• **TASK TO CARRY OUT**
Somewhere below are a line with "#[cfg(test)]" and a later line with "let ctx = caller(Role::Admin, None);". Output exactly those lines and all lines between them.
-- RECORDS follows --
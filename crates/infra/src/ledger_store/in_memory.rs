use std::collections::HashMap;
use std::sync::{RwLock, RwLockReadGuard, RwLockWriteGuard};

use async_trait::async_trait;
use chrono::{DateTime, NaiveDate, Utc};

use quartermaster_assignments::{Assignment, AssignmentStatus};
use quartermaster_auth::User;
use quartermaster_core::{
    AssetId, AssignmentId, BaseId, ConflictKind, Entity, EquipmentTypeId, PurchaseId, TransferId,
    UserId,
};
use quartermaster_ledger::{Asset, AssetStatus, Base, EquipmentType, Expenditure};
use quartermaster_purchasing::{Purchase, PurchasePatch};
use quartermaster_reporting::{
    MovementDetails, MovementTotals, MovementWindow, PurchaseMovement, TransferMovement,
    MOVEMENT_DETAIL_LIMIT,
};
use quartermaster_transfers::{Transfer, TransferStatus};

use super::r#trait::{
    AssetFilter, AssignmentFilter, LedgerStore, PurchaseFilter, StoreError, TransferFilter,
};
use super::midnight_utc;

#[derive(Debug, Default)]
struct Tables {
    bases: HashMap<BaseId, Base>,
    equipment_types: HashMap<EquipmentTypeId, EquipmentType>,
    users: HashMap<UserId, User>,
    assets: HashMap<AssetId, Asset>,
    purchases: HashMap<PurchaseId, Purchase>,
    transfers: HashMap<TransferId, Transfer>,
    assignments: HashMap<AssignmentId, Assignment>,
    expenditures: Vec<Expenditure>,
}

impl Tables {
    fn pending_transfer_holds(&self, asset: AssetId) -> bool {
        self.transfers
            .values()
            .any(|t| t.asset == asset && t.status == TransferStatus::Pending)
    }

    fn equipment_name(&self, id: EquipmentTypeId) -> (String, String) {
        self.equipment_types
            .get(&id)
            .map(|t| (t.name.clone(), t.category.clone()))
            .unwrap_or_default()
    }

    fn base_name(&self, id: BaseId) -> String {
        self.bases.get(&id).map(|b| b.name.clone()).unwrap_or_default()
    }
}

/// In-memory ledger store.
///
/// Every table lives behind one `RwLock`, so each mutating method holds the
/// write guard for its whole validate-then-apply sequence. That gives the
/// same atomicity the Postgres backend gets from transactions. Intended for
/// tests/dev. Not optimized for performance.
#[derive(Debug, Default)]
pub struct InMemoryLedgerStore {
    tables: RwLock<Tables>,
}

impl InMemoryLedgerStore {
    pub fn new() -> Self {
        Self::default()
    }

    fn read(&self) -> Result<RwLockReadGuard<'_, Tables>, StoreError> {
        self.tables
            .read()
            .map_err(|_| StoreError::Storage("lock poisoned".to_string()))
    }

    fn write(&self) -> Result<RwLockWriteGuard<'_, Tables>, StoreError> {
        self.tables
            .write()
            .map_err(|_| StoreError::Storage("lock poisoned".to_string()))
    }
}
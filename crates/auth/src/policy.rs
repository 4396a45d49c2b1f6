//! Write authorization for ledger workflows.
//!
//! Every mutating workflow call passes through [`AccessPolicy`] before any
//! transaction opens. The rules are ordered and the first match wins:
//!
//! 1. `admin` — allowed on any base.
//! 2. `base_commander` — allowed iff the session home base equals the
//!    target base.
//! 3. `logistics_officer` — allowed iff the **persisted** home base equals
//!    the target base. The persisted base is re-fetched from the user
//!    directory; session claims are not trusted for this rule, and a
//!    directory failure denies the call outright.
//! 4. Otherwise the caller lacks the role for the action.
//!
//! Wrong-role and wrong-base denials stay distinct here (they are logged),
//! but both collapse into the same uniform error at the surface.

use async_trait::async_trait;
use thiserror::Error;

use quartermaster_core::{BaseId, DomainError, UserId};

use crate::{CallerContext, Role};

/// Mutating operations the policy knows how to gate.
#[derive(Debug, Clone, Copy, PartialEq, Eq)]
pub enum WriteAction {
    CreatePurchase,
    UpdatePurchase,
    RequestTransfer,
    ApproveTransfer,
    CreateAssignment,
    ReturnAssignment,
}

impl WriteAction {
    /// Roles that may attempt the action at all. A caller outside this set
    /// is denied before any base comparison.
    pub fn allowed_roles(&self) -> &'static [Role] {
        const COMMAND: &[Role] = &[Role::Admin, Role::BaseCommander];
        const LOGISTICS: &[Role] = &[Role::Admin, Role::BaseCommander, Role::LogisticsOfficer];
        match self {
            WriteAction::CreatePurchase
            | WriteAction::UpdatePurchase
            | WriteAction::ApproveTransfer
            | WriteAction::CreateAssignment
            | WriteAction::ReturnAssignment => COMMAND,
            WriteAction::RequestTransfer => LOGISTICS,
        }
    }

    pub fn allows(&self, role: Role) -> bool {
        self.allowed_roles().contains(&role)
    }

    pub fn as_str(&self) -> &'static str {
        match self {
            WriteAction::CreatePurchase => "create_purchase",
            WriteAction::UpdatePurchase => "update_purchase",
            WriteAction::RequestTransfer => "request_transfer",
            WriteAction::ApproveTransfer => "approve_transfer",
            WriteAction::CreateAssignment => "create_assignment",
            WriteAction::ReturnAssignment => "return_assignment",
        }
    }
}

impl core::fmt::Display for WriteAction {
    fn fmt(&self, f: &mut core::fmt::Formatter<'_>) -> core::fmt::Result {
        f.write_str(self.as_str())
    }
}

/// Denial (or failure) of a policy check.
#[derive(Debug, Error, Clone, PartialEq, Eq)]
pub enum PolicyError {
    /// The caller's role may not attempt this action.
    #[error("role '{role}' may not {action}")]
    InsufficientRole { role: Role, action: WriteAction },

    /// The caller's base does not cover the target base.
    #[error("caller base does not cover base {target}")]
    WrongBase { target: BaseId },

    /// The persisted home base could not be fetched. Never a silent allow.
    #[error("user directory lookup failed: {0}")]
    Directory(String),
}

impl From<PolicyError> for DomainError {
    fn from(err: PolicyError) -> Self {
        match err {
            PolicyError::InsufficientRole { .. } | PolicyError::WrongBase { .. } => {
                DomainError::Unauthorized
            }
            PolicyError::Directory(cause) => DomainError::Persistence(cause),
        }
    }
}

/// Failure while resolving a user's persisted record.
#[derive(Debug, Error)]
#[error("{0}")]
pub struct DirectoryError(pub String);

/// Source of persisted user records (backed by the users table).
///
/// `Ok(None)` means the user has no persisted home base, including the case
/// where the user record itself is missing. Both deny the officer rule.
#[async_trait]
pub trait UserDirectory: Send + Sync {
    async fn home_base_of(&self, user: UserId) -> Result<Option<BaseId>, DirectoryError>;
}

#[async_trait]
impl<D> UserDirectory for std::sync::Arc<D>
where
    D: UserDirectory + ?Sized,
{
    async fn home_base_of(&self, user: UserId) -> Result<Option<BaseId>, DirectoryError> {
        (**self).home_base_of(user).await
    }
}

/// Evaluate the ordered rules with the persisted home base already resolved.
///
/// No IO, no panics. Callers normally go through
/// [`AccessPolicy::authorize_write`], which supplies `persisted_home` for
/// logistics officers and leaves it `None` for everyone else.
pub fn evaluate(
    caller: &CallerContext,
    action: WriteAction,
    target_base: BaseId,
    persisted_home: Option<BaseId>,
) -> Result<(), PolicyError> {
    if !action.allows(caller.role) {
        return Err(PolicyError::InsufficientRole {
            role: caller.role,
            action,
        });
    }

    match caller.role {
        Role::Admin => Ok(()),
        Role::BaseCommander => {
            if caller.home_base == Some(target_base) {
                Ok(())
            } else {
                Err(PolicyError::WrongBase {
                    target: target_base,
                })
            }
        }
        Role::LogisticsOfficer => {
            if persisted_home == Some(target_base) {
                Ok(())
            } else {
                Err(PolicyError::WrongBase {
                    target: target_base,
                })
            }
        }
    }
}

/// Policy front door for workflows.
#[derive(Debug, Clone)]
pub struct AccessPolicy<D> {
    directory: D,
}

impl<D> AccessPolicy<D>
where
    D: UserDirectory,
{
    pub fn new(directory: D) -> Self {
        Self { directory }
    }

    /// Check whether `caller` may perform `action` against `target_base`.
    pub async fn authorize_write(
        &self,
        caller: &CallerContext,
        action: WriteAction,
        target_base: BaseId,
    ) -> Result<(), PolicyError> {
        if !action.allows(caller.role) {
            let err = PolicyError::InsufficientRole {
                role: caller.role,
                action,
            };
            tracing::debug!(user = %caller.user_id, %action, %target_base, "write denied: {err}");
            return Err(err);
        }

        let persisted_home = if caller.role == Role::LogisticsOfficer {
            self.directory
                .home_base_of(caller.user_id)
                .await
                .map_err(|e| PolicyError::Directory(e.to_string()))?
        } else {
            None
        };

        match evaluate(caller, action, target_base, persisted_home) {
            Ok(()) => Ok(()),
            Err(err) => {
                tracing::debug!(user = %caller.user_id, %action, %target_base, "write denied: {err}");
                Err(err)
            }
        }
    }
}

#[cfg(test)]
mod tests {
    use super::*;

    fn caller(role: Role, home_base: Option<BaseId>) -> CallerContext {
        CallerContext::new(UserId::new(), role, home_base)
    }

    #[test]
    fn admin_writes_anywhere() {
        let target = BaseId::new();
        let ctx = caller(Role::Admin, None);
        assert!(evaluate(&ctx, WriteAction::CreatePurchase, target, None).is_ok());
    }

    #[test]
    fn commander_writes_only_on_home_base() {
        let home = BaseId::new();
        let other = BaseId::new();
        let ctx = caller(Role::BaseCommander, Some(home));

        assert!(evaluate(&ctx, WriteAction::CreatePurchase, home, None).is_ok());
        let err = evaluate(&ctx, WriteAction::CreatePurchase, other, None).unwrap_err();
        assert!(matches!(err, PolicyError::WrongBase { .. }));
    }

    #[test]
    fn officer_rule_uses_persisted_base_not_session() {
        let target = BaseId::new();
        // Session claims say the officer belongs to the target base, but the
        // directory says otherwise. The persisted value wins.
        let ctx = caller(Role::LogisticsOfficer, Some(target));

        let err =
            evaluate(&ctx, WriteAction::RequestTransfer, target, Some(BaseId::new())).unwrap_err();
        assert!(matches!(err, PolicyError::WrongBase { .. }));

        assert!(evaluate(&ctx, WriteAction::RequestTransfer, target, Some(target)).is_ok());
    }

    #[test]
    fn officer_without_persisted_base_is_denied() {
        let target = BaseId::new();
        let ctx = caller(Role::LogisticsOfficer, Some(target));
        let err = evaluate(&ctx, WriteAction::RequestTransfer, target, None).unwrap_err();
        assert!(matches!(err, PolicyError::WrongBase { .. }));
    }

    #[test]
    fn role_gate_runs_before_base_comparison() {
        let home = BaseId::new();
        let ctx = caller(Role::LogisticsOfficer, Some(home));
        // Officers may request transfers but never approve them, even for
        // their own base.
        let err = evaluate(&ctx, WriteAction::ApproveTransfer, home, Some(home)).unwrap_err();
        assert!(matches!(err, PolicyError::InsufficientRole { .. }));
    }

    #[test]
    fn denials_map_to_uniform_domain_error() {
        let err: DomainError = PolicyError::InsufficientRole {
            role: Role::LogisticsOfficer,
            action: WriteAction::CreateAssignment,
        }
        .into();
        assert_eq!(err, DomainError::Unauthorized);

        let err: DomainError = PolicyError::WrongBase {
            target: BaseId::new(),
        }
        .into();
        assert_eq!(err, DomainError::Unauthorized);
    }

    #[test]
    fn directory_failure_is_fatal_not_a_silent_allow() {
        let err: DomainError = PolicyError::Directory("users table unreachable".into()).into();
        assert!(matches!(err, DomainError::Persistence(_)));
    }
}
-- RECORDS concluded --
• **RESPONSE TO THE TASK**
#[cfg(test)]
mod tests {
    use super::*;

    fn caller(role: Role, home_base: Option<BaseId>) -> CallerContext {
        CallerContext::new(UserId::new(), role, home_base)
    }

    #[test]
    fn admin_writes_anywhere() {
        let target = BaseId::new();
        let ctx = caller(Role::Admin, None);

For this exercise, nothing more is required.